▶ **Task directions**:
Filter out all lines without the word "Result" from the data below, please, and copy the rest.

▶ **Listed entries**:
+-------+
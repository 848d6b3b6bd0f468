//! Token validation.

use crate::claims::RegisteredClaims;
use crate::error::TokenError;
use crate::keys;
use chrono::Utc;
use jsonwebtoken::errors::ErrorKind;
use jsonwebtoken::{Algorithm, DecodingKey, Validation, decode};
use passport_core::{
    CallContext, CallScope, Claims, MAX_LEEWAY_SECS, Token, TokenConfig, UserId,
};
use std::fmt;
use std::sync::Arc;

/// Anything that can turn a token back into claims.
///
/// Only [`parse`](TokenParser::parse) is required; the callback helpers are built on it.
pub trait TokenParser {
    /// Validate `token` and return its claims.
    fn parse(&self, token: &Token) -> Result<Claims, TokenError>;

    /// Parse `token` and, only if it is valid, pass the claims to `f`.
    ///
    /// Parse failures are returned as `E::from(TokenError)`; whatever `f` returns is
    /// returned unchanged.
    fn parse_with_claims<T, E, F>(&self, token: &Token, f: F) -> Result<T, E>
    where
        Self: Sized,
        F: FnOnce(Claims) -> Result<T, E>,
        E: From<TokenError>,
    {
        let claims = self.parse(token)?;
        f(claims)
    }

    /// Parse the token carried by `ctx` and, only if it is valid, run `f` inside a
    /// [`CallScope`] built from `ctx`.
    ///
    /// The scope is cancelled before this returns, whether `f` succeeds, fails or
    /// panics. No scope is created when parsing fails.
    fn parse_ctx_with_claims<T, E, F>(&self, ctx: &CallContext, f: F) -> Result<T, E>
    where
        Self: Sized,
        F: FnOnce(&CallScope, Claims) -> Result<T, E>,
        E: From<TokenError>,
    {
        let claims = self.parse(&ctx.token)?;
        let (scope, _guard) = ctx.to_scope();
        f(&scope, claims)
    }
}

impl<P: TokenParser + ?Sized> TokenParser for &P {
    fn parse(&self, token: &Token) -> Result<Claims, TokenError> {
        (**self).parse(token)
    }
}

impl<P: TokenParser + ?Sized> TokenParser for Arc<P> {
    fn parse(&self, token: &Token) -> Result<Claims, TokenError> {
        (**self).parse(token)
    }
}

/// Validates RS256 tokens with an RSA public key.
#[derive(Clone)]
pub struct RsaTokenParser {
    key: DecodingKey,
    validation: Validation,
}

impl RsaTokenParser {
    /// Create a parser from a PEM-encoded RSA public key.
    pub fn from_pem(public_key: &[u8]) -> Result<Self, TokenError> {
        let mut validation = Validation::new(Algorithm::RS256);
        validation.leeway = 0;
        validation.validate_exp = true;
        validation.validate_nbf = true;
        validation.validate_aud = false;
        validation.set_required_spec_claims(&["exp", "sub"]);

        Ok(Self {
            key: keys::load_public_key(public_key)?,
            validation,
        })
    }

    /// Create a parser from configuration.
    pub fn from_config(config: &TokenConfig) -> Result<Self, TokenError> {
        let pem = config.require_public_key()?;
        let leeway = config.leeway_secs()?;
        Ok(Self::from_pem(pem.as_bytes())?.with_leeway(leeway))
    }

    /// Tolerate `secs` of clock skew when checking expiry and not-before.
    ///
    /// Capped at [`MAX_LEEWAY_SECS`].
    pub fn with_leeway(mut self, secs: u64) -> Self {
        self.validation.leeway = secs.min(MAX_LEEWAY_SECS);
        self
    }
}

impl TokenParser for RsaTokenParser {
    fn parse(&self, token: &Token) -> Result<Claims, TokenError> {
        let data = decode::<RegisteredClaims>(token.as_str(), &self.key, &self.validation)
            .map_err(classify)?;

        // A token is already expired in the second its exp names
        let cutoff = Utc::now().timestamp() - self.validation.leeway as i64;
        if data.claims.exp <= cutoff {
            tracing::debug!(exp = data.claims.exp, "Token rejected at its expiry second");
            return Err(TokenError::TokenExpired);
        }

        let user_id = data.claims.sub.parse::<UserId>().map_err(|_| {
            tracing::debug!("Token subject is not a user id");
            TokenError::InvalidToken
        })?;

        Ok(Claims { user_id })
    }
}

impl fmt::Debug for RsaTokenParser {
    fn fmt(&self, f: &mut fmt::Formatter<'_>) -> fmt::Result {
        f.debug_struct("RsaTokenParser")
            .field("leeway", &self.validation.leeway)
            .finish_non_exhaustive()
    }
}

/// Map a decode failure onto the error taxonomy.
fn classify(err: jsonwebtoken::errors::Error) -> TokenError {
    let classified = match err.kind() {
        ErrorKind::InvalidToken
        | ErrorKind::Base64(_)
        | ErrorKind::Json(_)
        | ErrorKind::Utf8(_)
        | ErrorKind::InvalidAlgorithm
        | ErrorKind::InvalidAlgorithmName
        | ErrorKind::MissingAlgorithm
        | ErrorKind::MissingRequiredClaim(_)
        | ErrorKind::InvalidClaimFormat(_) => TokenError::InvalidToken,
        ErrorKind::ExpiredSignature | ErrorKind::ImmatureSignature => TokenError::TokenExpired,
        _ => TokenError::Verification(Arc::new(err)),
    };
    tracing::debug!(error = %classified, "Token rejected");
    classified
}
+-------+
▶ **Solution to this exercise**:
    fn parse(&self, token: &Token) -> Result<Claims, TokenError>;
    fn parse_with_claims<T, E, F>(&self, token: &Token, f: F) -> Result<T, E>
        F: FnOnce(Claims) -> Result<T, E>,
    fn parse_ctx_with_claims<T, E, F>(&self, ctx: &CallContext, f: F) -> Result<T, E>
        F: FnOnce(&CallScope, Claims) -> Result<T, E>,
    fn parse(&self, token: &Token) -> Result<Claims, TokenError> {
    fn parse(&self, token: &Token) -> Result<Claims, TokenError> {
    pub fn from_pem(public_key: &[u8]) -> Result<Self, TokenError> {
    pub fn from_config(config: &TokenConfig) -> Result<Self, TokenError> {
    fn parse(&self, token: &Token) -> Result<Claims, TokenError> {
    fn fmt(&self, f: &mut fmt::Formatter<'_>) -> fmt::Result {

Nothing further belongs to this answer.